Am I feeling chocolatey?
Am I feeling fruity?
Am I feeling like custody creamy?
So what that's an interesting point.
So you're saying it's a dream restaurant.
Yeah.
And one pudding is not your dream in many ways.
That's your nightmare.
Yes.
Yeah.
Yes.
You know, I'll go with that logic.
Yeah.
One pudding would be, I'd be like, oh, well, whose dream is this?
It's not mine.
Yeah.
Sure.
This is Ed's dream.
Let's hear him.
Okay.
I'm going to start with the most recent one I had.
Uh-huh.
Okay.
Because it's fresh in my memory.
So it's a good place to start.
So we recently went to Copenhagen and we went to a restaurant called Amass.
Which is, I think, I was a Muslim style.
So anyway, it's very, very posh.
I've not been there, but I've heard of Amass.
You might have heard of it.
Yeah.
Yeah.
We only went because my husband researches these things and was like,
we've got to go to Amass.
But you check the, you check the website to see if they had puddings.
They didn't even have information.
Yeah.
It's that kind of restaurant.
It was like, you're just going to get 10 courses of things.
But I trusted him.
And we had to drive very far out of Copenhagen to an industrial estate.
Yeah.
And go somewhere which I felt immediately a bit unsafe.
I was like, not quite sure where we are.
Left my children in a hotel with my mum, bit worried.
And then it was all like concrete blocks.
That's the vibe they're doing at the moment.
Anyway, it was incredible, incredible.
The food was incredible.
But the pudding, they gave two puddings.
The one of the first puddings was, I'll describe it to you,
a marigold custard with wild Swedish blueberries,
bee pollen and lavender honey.
It was very small, small pot.
When it's my small pot with this custard,
then the blueberries on top.
Fucking hell, I can't tell you.
I can't tell you.
I can't tell you.
The pollen, the honey, you dipped into it.
First of all, I'm a bit disappointed to see.
I think it was quite small.
Yeah.
There's no chocolate.
Okay.
Fuck, fuck, fuck.
How's this going to go?
And then I bit into it.
It was like, and I know this sounds awful.
I sound like Jilly Gordon on the food show many years ago.
It was like summer.
Like someone had made summer into a pudding
and put it in your mouth.
Like the blueberries, the most blueberry,
blueberry I've ever tasted.
The lavender honey was so subtle.
The pollen is a little bit crunch.
And then the marigold custard,
and the marigolds grown outside this industrious,
like they grow all the food there.
So it's like light and custody and creamy,
but also the blueberry, but also that sweet.
Like really good honey.
Like this is not, yes, essential.
I chose sugar syrup.
And it was incredible.
And it was very small.
This is my justification with this pudding.
So they're all not huge.
So that would be my first pitch.
That sounds great.
Sounds amazing.
Also, if you're ever in Copenhagen again,
I have to recommend this place to you
because it is the best cheesecake I've ever had ever.
Oh, I wish I'd known.
I went with Henry Whitticombe, who you will know.

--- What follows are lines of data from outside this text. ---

use criterion::{black_box, criterion_group, criterion_main, Criterion};
use email_classifier::{Dataset, Example, Pipeline};

fn synthetic_dataset(size: usize) -> Dataset {
    (0..size)
        .map(|i| {
            if i % 3 == 0 {
                Example::new(format!("Claim your free prize number {} before midnight, winner!", i), "spam")
            } else {
                Example::new(format!("Notes from meeting {} are attached, see you tomorrow", i), "ham")
            }
        })
        .collect()
}

fn setup_benchmark_pipeline() -> Pipeline {
    Pipeline::builder().fit(&Dataset::sample()).unwrap()
}

fn bench_prediction(c: &mut Criterion) {
    let pipeline = setup_benchmark_pipeline();
    let mut group = c.benchmark_group("Prediction");

    // Configure sampling
    group.sample_size(50);
    group.warm_up_time(std::time::Duration::from_secs(1));

    group.bench_function("short_text", |b| b.iter(|| {
        pipeline.predict(black_box("Free prize inside")).unwrap()
    }));

    let long_text = "Hey, are you coming to the meeting tomorrow? ".repeat(50);
    group.bench_function("long_text", |b| b.iter(|| {
        pipeline.predict(black_box(&long_text)).unwrap()
    }));

    group.finish();
}

fn bench_training(c: &mut Criterion) {
    let mut group = c.benchmark_group("Training");
    group.sample_size(20);

    for size in [100, 1000] {
        let dataset = synthetic_dataset(size);
        group.bench_function(format!("fit_{}", size), |b| b.iter(|| {
            Pipeline::builder().fit(black_box(&dataset)).unwrap()
        }));
    }

    group.finish();
}

criterion_group!(benches, bench_prediction, bench_training);
criterion_main!(benches);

And he said to me, he wasn't bothered
because cheesecake, he said,
I had a really...
My mum used to make this really good one
when we were kids.
The strawberry one, nothing's ever been as good.
He got the strawberry one at this place
and he looked at me really serious and he went,
this is what I've been chasing my whole life.
That's my kind of person.
Yes, chasing that pudding here.
He was very, very happy about it.
It's called Bertels Salon.
Oh, okay.
Just incredible.
Are you ready for the next pudding?
Yeah, yeah, of course.
I'm sorry.
I feel like I'm being such a geek about puddings.
We went to basically the Sportsman,
which is like a gastropub.
It's Kent, is it Kent?
Yeah, but it...
And they did, again, quite small,
a brambly apple souffle with salted caramel ice cream.
Yeah, yeah, yeah.
And it was green and it came out
and they put the ice cream on top so it melted.
And when you dug it in,
it tasted of bonfires and autumn.
So I've got summer and autumn there.
Oh, I like this.
I like where this is going.
And there's four of these.
Yeah, you know, she's absolutely bullshitted
away into getting four puddings.
This is not...
This is working.
This is the four seasons of puddings.
What are you talking about?
Pick those two puddings and then went,
I know the way I can get around this.
Now, this is great.
Winter and spring.
How am I going to fucking crowbar that?
One of them's going to be cold.
This is fucking great.
They say, grief, you have to go through all the seasons
to really feel it.
And this is what's happening.
Yes.
I actually haven't done it that well for the rest of them.
That's delicious.
Sorry, I realised.
It was so delicious.
Sufley, dessert souffle is absolutely incredible.
And that brambly apple,
I'd never had apple souffle.
So when that came up, I was like, oh my God.
I still have a problem with the souffle,
and all I can really taste is the background of egg.
Yes, it's bad souffle.
I agree with you, but I have to say,
this was the best souffle I've ever had.
I had an amazing souffle at the hand and flowers,
a blackberry souffle that was not eggy.
So I'm well on board with this.
I think if you've done well and it's got a good fruit,
and it's normally not apple,
because apple's quite hard to capture.
Like, it's quite, you know, it doesn't...
We don't have apple jam.
Like, you do, but you know what I mean?
Like, it's not something you really get that sense of.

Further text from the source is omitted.